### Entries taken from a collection
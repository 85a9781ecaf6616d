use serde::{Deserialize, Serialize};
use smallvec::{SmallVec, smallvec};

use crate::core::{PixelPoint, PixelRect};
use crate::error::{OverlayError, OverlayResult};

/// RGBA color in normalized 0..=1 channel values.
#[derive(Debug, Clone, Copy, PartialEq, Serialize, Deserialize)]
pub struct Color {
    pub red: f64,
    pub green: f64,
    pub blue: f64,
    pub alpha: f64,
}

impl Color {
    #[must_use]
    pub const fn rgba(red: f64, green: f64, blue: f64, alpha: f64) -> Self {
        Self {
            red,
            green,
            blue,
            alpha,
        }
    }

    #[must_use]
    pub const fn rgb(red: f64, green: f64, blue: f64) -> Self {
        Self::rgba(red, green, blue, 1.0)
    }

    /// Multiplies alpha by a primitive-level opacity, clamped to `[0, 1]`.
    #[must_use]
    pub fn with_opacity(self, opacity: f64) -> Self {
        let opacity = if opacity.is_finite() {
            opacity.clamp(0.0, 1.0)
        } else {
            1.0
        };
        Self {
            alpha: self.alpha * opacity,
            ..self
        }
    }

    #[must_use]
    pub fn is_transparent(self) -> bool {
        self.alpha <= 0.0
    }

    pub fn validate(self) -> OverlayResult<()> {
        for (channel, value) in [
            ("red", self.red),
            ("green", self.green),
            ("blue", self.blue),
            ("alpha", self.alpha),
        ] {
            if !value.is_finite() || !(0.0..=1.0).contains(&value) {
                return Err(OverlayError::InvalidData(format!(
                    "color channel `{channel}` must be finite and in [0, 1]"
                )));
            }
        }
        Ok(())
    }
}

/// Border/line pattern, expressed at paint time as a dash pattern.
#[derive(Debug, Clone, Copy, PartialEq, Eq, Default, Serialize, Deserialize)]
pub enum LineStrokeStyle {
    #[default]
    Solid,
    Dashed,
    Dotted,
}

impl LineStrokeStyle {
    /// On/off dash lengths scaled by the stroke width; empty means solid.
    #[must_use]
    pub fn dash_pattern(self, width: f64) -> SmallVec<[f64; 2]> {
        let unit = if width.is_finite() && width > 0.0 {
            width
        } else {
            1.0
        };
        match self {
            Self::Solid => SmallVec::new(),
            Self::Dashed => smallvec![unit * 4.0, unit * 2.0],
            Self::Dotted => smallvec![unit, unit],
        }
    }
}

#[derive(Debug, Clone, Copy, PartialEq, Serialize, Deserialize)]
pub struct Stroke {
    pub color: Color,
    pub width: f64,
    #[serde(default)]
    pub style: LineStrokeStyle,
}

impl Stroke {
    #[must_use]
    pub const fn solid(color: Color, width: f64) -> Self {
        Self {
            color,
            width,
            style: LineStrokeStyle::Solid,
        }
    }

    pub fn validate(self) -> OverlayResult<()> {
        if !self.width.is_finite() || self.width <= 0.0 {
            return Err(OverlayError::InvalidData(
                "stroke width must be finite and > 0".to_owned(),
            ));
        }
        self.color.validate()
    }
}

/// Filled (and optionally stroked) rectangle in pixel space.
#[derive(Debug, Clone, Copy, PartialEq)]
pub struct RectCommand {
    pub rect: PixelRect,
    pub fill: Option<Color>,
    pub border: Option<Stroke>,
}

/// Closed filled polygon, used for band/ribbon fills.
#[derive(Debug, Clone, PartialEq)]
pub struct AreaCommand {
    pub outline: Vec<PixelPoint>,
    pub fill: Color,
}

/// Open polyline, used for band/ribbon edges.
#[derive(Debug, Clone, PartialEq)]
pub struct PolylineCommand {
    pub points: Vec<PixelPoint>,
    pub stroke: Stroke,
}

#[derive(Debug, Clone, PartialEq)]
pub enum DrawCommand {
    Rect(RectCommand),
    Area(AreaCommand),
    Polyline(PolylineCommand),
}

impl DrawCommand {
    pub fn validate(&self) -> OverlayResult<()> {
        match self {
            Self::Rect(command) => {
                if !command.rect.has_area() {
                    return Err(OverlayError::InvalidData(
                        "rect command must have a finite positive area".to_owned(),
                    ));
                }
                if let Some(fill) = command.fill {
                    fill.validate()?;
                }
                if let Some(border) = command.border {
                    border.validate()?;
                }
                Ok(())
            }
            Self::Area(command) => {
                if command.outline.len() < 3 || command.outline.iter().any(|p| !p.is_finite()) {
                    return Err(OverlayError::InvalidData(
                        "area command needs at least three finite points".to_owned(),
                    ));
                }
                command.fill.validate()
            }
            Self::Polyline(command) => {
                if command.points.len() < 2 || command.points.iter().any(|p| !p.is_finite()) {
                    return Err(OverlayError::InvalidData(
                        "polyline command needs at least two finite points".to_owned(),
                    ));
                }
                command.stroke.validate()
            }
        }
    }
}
---
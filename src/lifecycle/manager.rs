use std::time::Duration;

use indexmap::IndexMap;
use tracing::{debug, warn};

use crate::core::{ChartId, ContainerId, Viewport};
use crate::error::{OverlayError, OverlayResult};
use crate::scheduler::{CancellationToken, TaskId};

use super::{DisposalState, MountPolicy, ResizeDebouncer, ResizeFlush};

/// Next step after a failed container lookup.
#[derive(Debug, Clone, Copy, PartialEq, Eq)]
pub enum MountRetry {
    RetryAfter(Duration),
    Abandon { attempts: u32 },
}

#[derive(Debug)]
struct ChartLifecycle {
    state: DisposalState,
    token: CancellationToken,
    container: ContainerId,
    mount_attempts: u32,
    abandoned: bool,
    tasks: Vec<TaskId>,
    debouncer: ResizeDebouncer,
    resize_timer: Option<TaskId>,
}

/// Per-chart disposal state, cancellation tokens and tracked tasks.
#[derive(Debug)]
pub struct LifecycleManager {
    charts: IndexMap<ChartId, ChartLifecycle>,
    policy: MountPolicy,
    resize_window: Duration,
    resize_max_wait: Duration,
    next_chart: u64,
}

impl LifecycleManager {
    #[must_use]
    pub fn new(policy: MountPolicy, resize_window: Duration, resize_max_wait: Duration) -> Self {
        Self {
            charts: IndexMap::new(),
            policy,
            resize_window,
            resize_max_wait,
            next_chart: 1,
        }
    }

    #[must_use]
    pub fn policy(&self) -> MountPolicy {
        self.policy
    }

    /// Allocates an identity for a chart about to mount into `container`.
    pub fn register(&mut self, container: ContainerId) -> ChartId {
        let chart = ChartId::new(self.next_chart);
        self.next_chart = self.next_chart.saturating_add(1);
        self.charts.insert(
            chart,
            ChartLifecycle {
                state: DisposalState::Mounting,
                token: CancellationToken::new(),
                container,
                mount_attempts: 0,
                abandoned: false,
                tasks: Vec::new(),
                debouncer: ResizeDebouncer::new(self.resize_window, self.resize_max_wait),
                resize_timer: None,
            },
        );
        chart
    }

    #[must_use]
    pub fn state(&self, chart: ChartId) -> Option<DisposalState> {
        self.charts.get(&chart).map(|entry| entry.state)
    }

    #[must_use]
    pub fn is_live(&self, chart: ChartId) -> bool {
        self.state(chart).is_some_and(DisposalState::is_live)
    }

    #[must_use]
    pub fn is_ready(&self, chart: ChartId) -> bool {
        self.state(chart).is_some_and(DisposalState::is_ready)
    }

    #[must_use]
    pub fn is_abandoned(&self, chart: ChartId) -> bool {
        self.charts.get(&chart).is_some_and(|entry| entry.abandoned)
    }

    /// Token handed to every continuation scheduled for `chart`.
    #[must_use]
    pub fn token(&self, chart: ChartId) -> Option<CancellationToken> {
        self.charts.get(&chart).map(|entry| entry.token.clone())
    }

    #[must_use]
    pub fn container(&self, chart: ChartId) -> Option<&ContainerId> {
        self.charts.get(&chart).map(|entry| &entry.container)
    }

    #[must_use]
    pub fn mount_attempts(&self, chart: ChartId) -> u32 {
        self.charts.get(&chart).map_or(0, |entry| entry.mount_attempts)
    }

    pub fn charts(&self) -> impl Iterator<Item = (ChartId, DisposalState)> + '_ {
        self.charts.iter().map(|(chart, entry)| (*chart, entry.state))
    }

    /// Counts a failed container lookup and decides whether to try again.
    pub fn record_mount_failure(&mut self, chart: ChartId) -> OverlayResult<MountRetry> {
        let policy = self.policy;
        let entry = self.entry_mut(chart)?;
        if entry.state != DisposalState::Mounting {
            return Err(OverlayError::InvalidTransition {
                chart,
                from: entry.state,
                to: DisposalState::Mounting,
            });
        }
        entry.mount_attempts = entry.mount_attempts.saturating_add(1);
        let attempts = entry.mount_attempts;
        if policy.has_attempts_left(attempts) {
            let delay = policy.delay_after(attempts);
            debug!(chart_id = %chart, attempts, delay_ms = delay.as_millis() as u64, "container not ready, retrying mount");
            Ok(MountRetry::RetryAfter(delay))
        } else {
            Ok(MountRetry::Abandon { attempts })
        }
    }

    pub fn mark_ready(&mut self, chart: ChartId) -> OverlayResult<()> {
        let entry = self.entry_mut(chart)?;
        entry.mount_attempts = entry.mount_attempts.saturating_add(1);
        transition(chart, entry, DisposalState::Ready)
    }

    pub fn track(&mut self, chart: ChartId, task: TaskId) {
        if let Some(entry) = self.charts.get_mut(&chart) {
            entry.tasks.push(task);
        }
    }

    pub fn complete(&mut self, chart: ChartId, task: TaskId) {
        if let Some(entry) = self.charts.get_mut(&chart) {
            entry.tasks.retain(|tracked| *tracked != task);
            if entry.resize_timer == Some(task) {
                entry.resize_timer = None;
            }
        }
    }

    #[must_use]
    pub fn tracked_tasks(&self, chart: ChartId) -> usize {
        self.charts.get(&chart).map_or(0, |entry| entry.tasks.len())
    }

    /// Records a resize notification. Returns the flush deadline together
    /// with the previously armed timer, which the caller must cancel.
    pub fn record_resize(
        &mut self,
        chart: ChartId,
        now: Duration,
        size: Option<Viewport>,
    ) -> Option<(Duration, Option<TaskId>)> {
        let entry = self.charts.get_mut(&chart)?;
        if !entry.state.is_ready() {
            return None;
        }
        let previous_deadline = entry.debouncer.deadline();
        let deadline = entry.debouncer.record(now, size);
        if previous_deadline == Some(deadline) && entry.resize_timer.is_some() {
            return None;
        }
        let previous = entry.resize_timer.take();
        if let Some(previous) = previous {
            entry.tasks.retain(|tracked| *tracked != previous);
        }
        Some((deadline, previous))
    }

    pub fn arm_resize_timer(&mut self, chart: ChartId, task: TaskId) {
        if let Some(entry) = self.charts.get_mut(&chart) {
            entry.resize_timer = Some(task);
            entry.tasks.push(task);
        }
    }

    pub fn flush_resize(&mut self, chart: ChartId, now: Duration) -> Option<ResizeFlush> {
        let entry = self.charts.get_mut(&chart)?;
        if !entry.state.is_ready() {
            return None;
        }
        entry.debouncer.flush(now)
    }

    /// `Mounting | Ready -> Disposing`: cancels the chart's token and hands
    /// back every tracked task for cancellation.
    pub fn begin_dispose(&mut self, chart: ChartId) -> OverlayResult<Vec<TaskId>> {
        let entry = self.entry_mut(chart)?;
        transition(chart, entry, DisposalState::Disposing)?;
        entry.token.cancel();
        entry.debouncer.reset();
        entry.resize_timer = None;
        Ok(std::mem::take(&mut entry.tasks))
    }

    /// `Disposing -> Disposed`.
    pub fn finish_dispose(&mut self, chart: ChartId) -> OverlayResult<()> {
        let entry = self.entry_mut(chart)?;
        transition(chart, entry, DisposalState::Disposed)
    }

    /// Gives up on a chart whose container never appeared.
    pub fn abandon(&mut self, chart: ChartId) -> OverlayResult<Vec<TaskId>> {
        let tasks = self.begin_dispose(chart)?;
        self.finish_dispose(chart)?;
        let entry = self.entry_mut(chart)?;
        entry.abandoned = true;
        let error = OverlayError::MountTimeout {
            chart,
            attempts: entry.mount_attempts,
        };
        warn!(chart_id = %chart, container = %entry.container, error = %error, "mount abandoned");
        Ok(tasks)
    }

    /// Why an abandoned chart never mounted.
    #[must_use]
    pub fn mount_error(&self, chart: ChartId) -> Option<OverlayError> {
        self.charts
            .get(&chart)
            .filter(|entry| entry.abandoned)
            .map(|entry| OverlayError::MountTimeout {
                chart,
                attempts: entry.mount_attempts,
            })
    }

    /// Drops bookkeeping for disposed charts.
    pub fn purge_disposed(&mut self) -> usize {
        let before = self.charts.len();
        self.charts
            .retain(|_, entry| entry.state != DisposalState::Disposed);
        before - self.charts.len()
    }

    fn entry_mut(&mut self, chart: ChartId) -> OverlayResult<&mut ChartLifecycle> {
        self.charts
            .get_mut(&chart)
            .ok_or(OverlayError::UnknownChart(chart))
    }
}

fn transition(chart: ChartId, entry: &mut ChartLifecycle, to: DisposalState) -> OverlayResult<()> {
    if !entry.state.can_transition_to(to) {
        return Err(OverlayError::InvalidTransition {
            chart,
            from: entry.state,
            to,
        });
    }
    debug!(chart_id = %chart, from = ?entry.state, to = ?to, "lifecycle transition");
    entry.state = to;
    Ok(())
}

### Work task
Retype exactly the lines of the data above that fall between the line with "let deadline = entry.debouncer.record(now, size);" and the line with "task for cancellation.", inclusive, and add nothing.

### Response
        let deadline = entry.debouncer.record(now, size);
        if previous_deadline == Some(deadline) && entry.resize_timer.is_some() {
            return None;
        }
        let previous = entry.resize_timer.take();
        if let Some(previous) = previous {
            entry.tasks.retain(|tracked| *tracked != previous);
        }
        Some((deadline, previous))
    }

    pub fn arm_resize_timer(&mut self, chart: ChartId, task: TaskId) {
        if let Some(entry) = self.charts.get_mut(&chart) {
            entry.resize_timer = Some(task);
            entry.tasks.push(task);
        }
    }

    pub fn flush_resize(&mut self, chart: ChartId, now: Duration) -> Option<ResizeFlush> {
        let entry = self.charts.get_mut(&chart)?;
        if !entry.state.is_ready() {
            return None;
        }
        entry.debouncer.flush(now)
    }

    /// `Mounting | Ready -> Disposing`: cancels the chart's token and hands
    /// back every tracked task for cancellation.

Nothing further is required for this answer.